(WHAT THIS TASK INVOLVES) Show every line in the records below that contains the word "recv".

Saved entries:
━━━━━━━━━━

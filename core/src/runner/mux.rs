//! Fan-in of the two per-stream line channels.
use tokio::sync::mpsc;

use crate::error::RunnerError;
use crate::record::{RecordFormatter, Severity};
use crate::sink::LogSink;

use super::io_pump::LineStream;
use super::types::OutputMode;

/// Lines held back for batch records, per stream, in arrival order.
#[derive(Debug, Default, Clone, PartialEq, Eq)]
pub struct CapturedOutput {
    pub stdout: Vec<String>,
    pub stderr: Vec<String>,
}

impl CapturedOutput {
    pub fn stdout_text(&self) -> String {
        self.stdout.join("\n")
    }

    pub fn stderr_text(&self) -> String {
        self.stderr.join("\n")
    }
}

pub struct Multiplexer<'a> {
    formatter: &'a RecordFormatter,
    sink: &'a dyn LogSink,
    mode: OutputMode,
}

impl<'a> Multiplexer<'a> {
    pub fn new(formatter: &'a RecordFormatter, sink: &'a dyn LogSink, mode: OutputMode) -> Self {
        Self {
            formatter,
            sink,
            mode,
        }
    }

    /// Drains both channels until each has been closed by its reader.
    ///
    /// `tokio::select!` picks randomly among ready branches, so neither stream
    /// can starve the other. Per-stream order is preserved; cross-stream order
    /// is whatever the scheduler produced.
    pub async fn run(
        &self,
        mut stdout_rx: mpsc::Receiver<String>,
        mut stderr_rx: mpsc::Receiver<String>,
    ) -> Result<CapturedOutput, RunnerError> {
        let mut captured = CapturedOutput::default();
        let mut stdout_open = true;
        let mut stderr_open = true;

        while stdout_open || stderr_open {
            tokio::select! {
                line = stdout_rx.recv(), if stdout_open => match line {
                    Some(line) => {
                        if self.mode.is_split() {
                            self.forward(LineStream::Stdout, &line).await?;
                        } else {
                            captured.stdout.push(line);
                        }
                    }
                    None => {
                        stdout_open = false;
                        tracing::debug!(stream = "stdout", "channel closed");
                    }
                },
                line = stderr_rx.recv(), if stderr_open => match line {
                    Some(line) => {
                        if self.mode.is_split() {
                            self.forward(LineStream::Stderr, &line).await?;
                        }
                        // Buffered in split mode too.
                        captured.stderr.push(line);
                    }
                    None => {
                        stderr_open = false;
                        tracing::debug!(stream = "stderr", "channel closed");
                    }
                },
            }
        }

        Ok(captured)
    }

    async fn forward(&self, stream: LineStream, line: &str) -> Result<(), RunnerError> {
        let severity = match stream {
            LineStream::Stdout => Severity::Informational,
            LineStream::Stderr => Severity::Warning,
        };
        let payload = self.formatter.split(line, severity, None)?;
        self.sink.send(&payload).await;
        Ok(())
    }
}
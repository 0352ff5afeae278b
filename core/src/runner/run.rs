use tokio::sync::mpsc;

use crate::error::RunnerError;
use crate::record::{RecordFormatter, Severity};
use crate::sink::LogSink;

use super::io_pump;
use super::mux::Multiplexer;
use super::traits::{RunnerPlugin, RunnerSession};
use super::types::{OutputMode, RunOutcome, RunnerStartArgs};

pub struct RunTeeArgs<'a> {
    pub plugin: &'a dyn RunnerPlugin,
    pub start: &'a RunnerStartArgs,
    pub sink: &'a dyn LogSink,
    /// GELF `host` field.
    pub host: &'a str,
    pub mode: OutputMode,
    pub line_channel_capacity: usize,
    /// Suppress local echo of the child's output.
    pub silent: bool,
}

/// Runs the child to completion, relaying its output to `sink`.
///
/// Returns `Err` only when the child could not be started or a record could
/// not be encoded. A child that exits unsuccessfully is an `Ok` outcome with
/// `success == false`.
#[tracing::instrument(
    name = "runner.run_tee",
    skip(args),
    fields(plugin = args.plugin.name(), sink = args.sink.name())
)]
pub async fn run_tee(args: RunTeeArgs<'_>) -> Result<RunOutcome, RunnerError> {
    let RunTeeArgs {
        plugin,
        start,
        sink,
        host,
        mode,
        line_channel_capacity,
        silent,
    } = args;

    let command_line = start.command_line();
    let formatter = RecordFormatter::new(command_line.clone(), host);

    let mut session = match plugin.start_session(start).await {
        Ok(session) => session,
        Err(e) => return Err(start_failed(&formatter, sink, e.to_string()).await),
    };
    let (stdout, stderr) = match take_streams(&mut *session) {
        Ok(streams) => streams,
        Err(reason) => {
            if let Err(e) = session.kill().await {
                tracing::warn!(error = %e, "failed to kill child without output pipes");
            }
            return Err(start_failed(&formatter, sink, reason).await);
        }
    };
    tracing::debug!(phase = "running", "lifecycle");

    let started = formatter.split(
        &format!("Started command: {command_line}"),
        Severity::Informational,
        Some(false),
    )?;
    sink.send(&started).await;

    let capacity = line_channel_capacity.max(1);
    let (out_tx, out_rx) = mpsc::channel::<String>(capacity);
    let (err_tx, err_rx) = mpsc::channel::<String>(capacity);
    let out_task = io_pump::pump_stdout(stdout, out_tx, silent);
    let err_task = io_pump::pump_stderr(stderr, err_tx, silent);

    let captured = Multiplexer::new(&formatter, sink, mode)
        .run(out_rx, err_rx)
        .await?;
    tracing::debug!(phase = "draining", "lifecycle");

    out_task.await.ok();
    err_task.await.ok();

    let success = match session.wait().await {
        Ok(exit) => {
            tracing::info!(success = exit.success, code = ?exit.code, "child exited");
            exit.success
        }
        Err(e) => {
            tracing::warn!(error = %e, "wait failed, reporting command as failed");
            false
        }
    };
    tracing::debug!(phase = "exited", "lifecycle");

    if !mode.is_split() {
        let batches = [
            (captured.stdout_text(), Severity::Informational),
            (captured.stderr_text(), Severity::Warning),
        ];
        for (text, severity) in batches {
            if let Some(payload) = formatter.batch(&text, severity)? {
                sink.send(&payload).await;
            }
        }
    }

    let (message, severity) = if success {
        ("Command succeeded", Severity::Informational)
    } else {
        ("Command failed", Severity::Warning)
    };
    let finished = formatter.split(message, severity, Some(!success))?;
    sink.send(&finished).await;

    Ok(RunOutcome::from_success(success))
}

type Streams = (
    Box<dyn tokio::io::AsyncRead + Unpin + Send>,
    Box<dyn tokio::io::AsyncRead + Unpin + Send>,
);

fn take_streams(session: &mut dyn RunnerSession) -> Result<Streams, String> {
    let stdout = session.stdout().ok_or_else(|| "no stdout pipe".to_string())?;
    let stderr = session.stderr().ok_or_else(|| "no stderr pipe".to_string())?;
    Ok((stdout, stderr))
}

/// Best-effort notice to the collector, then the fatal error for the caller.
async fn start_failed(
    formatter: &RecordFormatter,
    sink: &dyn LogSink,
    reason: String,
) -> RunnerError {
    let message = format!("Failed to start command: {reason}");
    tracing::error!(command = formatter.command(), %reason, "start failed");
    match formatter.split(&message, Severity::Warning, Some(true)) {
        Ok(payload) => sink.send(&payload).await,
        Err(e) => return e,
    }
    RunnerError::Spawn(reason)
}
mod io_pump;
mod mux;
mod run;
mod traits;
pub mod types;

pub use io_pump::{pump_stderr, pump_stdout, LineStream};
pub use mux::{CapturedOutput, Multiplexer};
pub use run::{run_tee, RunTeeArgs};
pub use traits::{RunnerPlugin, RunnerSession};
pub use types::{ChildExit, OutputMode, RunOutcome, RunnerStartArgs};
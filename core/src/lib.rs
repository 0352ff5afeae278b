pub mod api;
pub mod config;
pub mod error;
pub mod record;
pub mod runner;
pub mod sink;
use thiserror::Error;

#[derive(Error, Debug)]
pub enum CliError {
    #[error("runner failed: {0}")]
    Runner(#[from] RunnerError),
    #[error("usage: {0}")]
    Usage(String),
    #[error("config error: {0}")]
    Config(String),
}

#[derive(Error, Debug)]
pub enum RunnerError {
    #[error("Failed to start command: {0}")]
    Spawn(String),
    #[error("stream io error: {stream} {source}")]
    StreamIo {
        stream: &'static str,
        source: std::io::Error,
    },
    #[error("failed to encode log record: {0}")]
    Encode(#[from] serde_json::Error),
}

━━━━━━━━━━

(RESULT OF THIS EXERCISE)
                line = stdout_rx.recv(), if stdout_open => match line {
                line = stderr_rx.recv(), if stderr_open => match line {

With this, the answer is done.